→ About this exercise:
Retype the records in full, keeping each character as it is.

###

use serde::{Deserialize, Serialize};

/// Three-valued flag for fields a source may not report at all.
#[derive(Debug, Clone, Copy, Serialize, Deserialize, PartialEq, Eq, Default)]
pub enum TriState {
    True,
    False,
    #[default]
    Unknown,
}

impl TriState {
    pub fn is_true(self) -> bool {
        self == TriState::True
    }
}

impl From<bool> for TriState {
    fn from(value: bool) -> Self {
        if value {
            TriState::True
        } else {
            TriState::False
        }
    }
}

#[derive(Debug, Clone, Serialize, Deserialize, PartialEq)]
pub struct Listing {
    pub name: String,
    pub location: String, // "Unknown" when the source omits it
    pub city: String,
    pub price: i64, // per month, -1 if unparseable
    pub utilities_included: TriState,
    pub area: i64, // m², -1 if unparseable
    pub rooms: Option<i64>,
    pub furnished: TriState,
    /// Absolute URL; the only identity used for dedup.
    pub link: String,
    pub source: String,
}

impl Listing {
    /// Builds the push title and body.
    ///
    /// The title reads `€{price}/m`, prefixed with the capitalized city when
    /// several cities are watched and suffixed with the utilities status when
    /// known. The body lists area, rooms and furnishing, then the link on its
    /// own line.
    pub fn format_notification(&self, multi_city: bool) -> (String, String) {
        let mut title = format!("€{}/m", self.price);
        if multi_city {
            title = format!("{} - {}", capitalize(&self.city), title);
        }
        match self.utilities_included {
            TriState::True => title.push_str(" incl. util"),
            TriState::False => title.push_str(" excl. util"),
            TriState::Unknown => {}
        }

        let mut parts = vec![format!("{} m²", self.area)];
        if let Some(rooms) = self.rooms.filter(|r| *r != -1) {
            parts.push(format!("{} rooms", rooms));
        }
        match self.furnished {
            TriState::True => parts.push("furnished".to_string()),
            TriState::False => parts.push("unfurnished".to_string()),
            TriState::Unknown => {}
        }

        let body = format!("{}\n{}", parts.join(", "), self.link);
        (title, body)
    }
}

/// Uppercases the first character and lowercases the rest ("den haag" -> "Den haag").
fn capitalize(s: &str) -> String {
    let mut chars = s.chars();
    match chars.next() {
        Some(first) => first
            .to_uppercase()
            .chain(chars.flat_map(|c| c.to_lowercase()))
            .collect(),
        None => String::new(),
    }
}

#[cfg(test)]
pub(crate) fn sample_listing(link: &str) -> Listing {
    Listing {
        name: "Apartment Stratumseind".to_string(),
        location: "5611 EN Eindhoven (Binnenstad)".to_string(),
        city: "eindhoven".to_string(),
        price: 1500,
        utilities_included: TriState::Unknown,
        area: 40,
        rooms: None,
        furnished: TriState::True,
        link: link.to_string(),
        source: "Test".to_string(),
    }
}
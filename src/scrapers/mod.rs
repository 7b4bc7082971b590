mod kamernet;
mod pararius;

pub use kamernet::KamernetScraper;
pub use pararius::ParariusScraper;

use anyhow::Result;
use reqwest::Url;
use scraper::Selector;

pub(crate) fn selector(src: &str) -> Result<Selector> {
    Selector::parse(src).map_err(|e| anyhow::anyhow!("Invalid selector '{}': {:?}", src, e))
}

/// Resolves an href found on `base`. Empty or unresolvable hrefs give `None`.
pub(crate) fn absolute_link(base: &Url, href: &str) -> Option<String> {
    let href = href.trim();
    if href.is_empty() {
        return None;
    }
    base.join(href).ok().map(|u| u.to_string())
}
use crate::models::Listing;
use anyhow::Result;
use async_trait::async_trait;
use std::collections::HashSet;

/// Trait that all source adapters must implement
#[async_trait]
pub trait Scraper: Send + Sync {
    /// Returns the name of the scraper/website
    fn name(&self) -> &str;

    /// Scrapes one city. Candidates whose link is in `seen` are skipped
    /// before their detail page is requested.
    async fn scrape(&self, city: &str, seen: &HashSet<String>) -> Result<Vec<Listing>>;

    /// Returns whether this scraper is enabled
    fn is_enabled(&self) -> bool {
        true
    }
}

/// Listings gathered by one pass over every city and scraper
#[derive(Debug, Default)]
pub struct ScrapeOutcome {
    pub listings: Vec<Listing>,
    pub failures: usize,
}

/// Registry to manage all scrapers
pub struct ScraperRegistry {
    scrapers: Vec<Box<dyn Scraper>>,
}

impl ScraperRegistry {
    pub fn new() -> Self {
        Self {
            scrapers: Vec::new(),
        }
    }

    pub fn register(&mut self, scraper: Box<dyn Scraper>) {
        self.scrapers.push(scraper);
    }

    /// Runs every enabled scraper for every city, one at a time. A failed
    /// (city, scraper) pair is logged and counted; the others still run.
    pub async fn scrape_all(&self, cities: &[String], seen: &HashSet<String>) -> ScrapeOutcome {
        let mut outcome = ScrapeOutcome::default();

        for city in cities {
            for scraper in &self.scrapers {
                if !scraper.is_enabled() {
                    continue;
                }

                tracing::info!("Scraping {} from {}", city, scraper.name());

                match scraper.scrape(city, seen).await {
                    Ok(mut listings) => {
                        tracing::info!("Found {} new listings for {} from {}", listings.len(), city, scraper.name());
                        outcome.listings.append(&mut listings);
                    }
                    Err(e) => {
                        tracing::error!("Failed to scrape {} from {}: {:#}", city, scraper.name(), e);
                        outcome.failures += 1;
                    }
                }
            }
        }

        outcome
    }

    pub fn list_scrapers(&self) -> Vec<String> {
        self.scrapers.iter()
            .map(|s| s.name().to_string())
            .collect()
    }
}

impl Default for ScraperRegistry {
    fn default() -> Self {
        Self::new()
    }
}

###

→ Response below:
use serde::{Deserialize, Serialize};

/// Three-valued flag for fields a source may not report at all.
#[derive(Debug, Clone, Copy, Serialize, Deserialize, PartialEq, Eq, Default)]
pub enum TriState {
    True,
    False,
    #[default]
    Unknown,
}

impl TriState {
    pub fn is_true(self) -> bool {
        self == TriState::True
    }
}

impl From<bool> for TriState {
    fn from(value: bool) -> Self {
        if value {
            TriState::True
        } else {
            TriState::False
        }
    }
}

#[derive(Debug, Clone, Serialize, Deserialize, PartialEq)]
pub struct Listing {
    pub name: String,
    pub location: String, // "Unknown" when the source omits it
    pub city: String,
    pub price: i64, // per month, -1 if unparseable
    pub utilities_included: TriState,
    pub area: i64, // m², -1 if unparseable
    pub rooms: Option<i64>,
    pub furnished: TriState,
    /// Absolute URL; the only identity used for dedup.
    pub link: String,
    pub source: String,
}

impl Listing {
    /// Builds the push title and body.
    ///
    /// The title reads `€{price}/m`, prefixed with the capitalized city when
    /// several cities are watched and suffixed with the utilities status when
    /// known. The body lists area, rooms and furnishing, then the link on its
    /// own line.
    pub fn format_notification(&self, multi_city: bool) -> (String, String) {
        let mut title = format!("€{}/m", self.price);
        if multi_city {
            title = format!("{} - {}", capitalize(&self.city), title);
        }
        match self.utilities_included {
            TriState::True => title.push_str(" incl. util"),
            TriState::False => title.push_str(" excl. util"),
            TriState::Unknown => {}
        }

        let mut parts = vec![format!("{} m²", self.area)];
        if let Some(rooms) = self.rooms.filter(|r| *r != -1) {
            parts.push(format!("{} rooms", rooms));
        }
        match self.furnished {
            TriState::True => parts.push("furnished".to_string()),
            TriState::False => parts.push("unfurnished".to_string()),
            TriState::Unknown => {}
        }

        let body = format!("{}\n{}", parts.join(", "), self.link);
        (title, body)
    }
}

/// Uppercases the first character and lowercases the rest ("den haag" -> "Den haag").
fn capitalize(s: &str) -> String {
    let mut chars = s.chars();
    match chars.next() {
        Some(first) => first
            .to_uppercase()
            .chain(chars.flat_map(|c| c.to_lowercase()))
            .collect(),
        None => String::new(),
    }
}

#[cfg(test)]
pub(crate) fn sample_listing(link: &str) -> Listing {
    Listing {
        name: "Apartment Stratumseind".to_string(),
        location: "5611 EN Eindhoven (Binnenstad)".to_string(),
        city: "eindhoven".to_string(),
        price: 1500,
        utilities_included: TriState::Unknown,
        area: 40,
        rooms: None,
        furnished: TriState::True,
        link: link.to_string(),
        source: "Test".to_string(),
    }
}
filename src/scrapers/mod.rs
repository 7b4bc7082971b590
mod kamernet;
mod pararius;

pub use kamernet::KamernetScraper;
pub use pararius::ParariusScraper;

use anyhow::Result;
use reqwest::Url;
use scraper::Selector;

pub(crate) fn selector(src: &str) -> Result<Selector> {
    Selector::parse(src).map_err(|e| anyhow::anyhow!("Invalid selector '{}': {:?}", src, e))
}

/// Resolves an href found on `base`. Empty or unresolvable hrefs give `None`.
pub(crate) fn absolute_link(base: &Url, href: &str) -> Option<String> {
    let href = href.trim();
    if href.is_empty() {
        return None;
    }
    base.join(href).ok().map(|u| u.to_string())
}
use crate::models::Listing;
use anyhow::Result;
use async_trait::async_trait;
use std::collections::HashSet;

/// Trait that all source adapters must implement
#[async_trait]
pub trait Scraper: Send + Sync {
    /// Returns the name of the scraper/website
    fn name(&self) -> &str;

    /// Scrapes one city. Candidates whose link is in `seen` are skipped
    /// before their detail page is requested.
    async fn scrape(&self, city: &str, seen: &HashSet<String>) -> Result<Vec<Listing>>;

    /// Returns whether this scraper is enabled
    fn is_enabled(&self) -> bool {
        true
    }
}

/// Listings gathered by one pass over every city and scraper
#[derive(Debug, Default)]
pub struct ScrapeOutcome {
    pub listings: Vec<Listing>,
    pub failures: usize,
}

/// Registry to manage all scrapers
pub struct ScraperRegistry {
    scrapers: Vec<Box<dyn Scraper>>,
}

impl ScraperRegistry {
    pub fn new() -> Self {
        Self {
            scrapers: Vec::new(),
        }
    }

    pub fn register(&mut self, scraper: Box<dyn Scraper>) {
        self.scrapers.push(scraper);
    }

    /// Runs every enabled scraper for every city, one at a time. A failed
    /// (city, scraper) pair is logged and counted; the others still run.
    pub async fn scrape_all(&self, cities: &[String], seen: &HashSet<String>) -> ScrapeOutcome {
        let mut outcome = ScrapeOutcome::default();

        for city in cities {
            for scraper in &self.scrapers {
                if !scraper.is_enabled() {
                    continue;
                }

                tracing::info!("Scraping {} from {}", city, scraper.name());

                match scraper.scrape(city, seen).await {
                    Ok(mut listings) => {
                        tracing::info!("Found {} new listings for {} from {}", listings.len(), city, scraper.name());
                        outcome.listings.append(&mut listings);
                    }
                    Err(e) => {
                        tracing::error!("Failed to scrape {} from {}: {:#}", city, scraper.name(), e);
                        outcome.failures += 1;
                    }
                }
            }
        }

        outcome
    }

    pub fn list_scrapers(&self) -> Vec<String> {
        self.scrapers.iter()
            .map(|s| s.name().to_string())
            .collect()
    }
}

impl Default for ScraperRegistry {
    fn default() -> Self {
        Self::new()
    }
}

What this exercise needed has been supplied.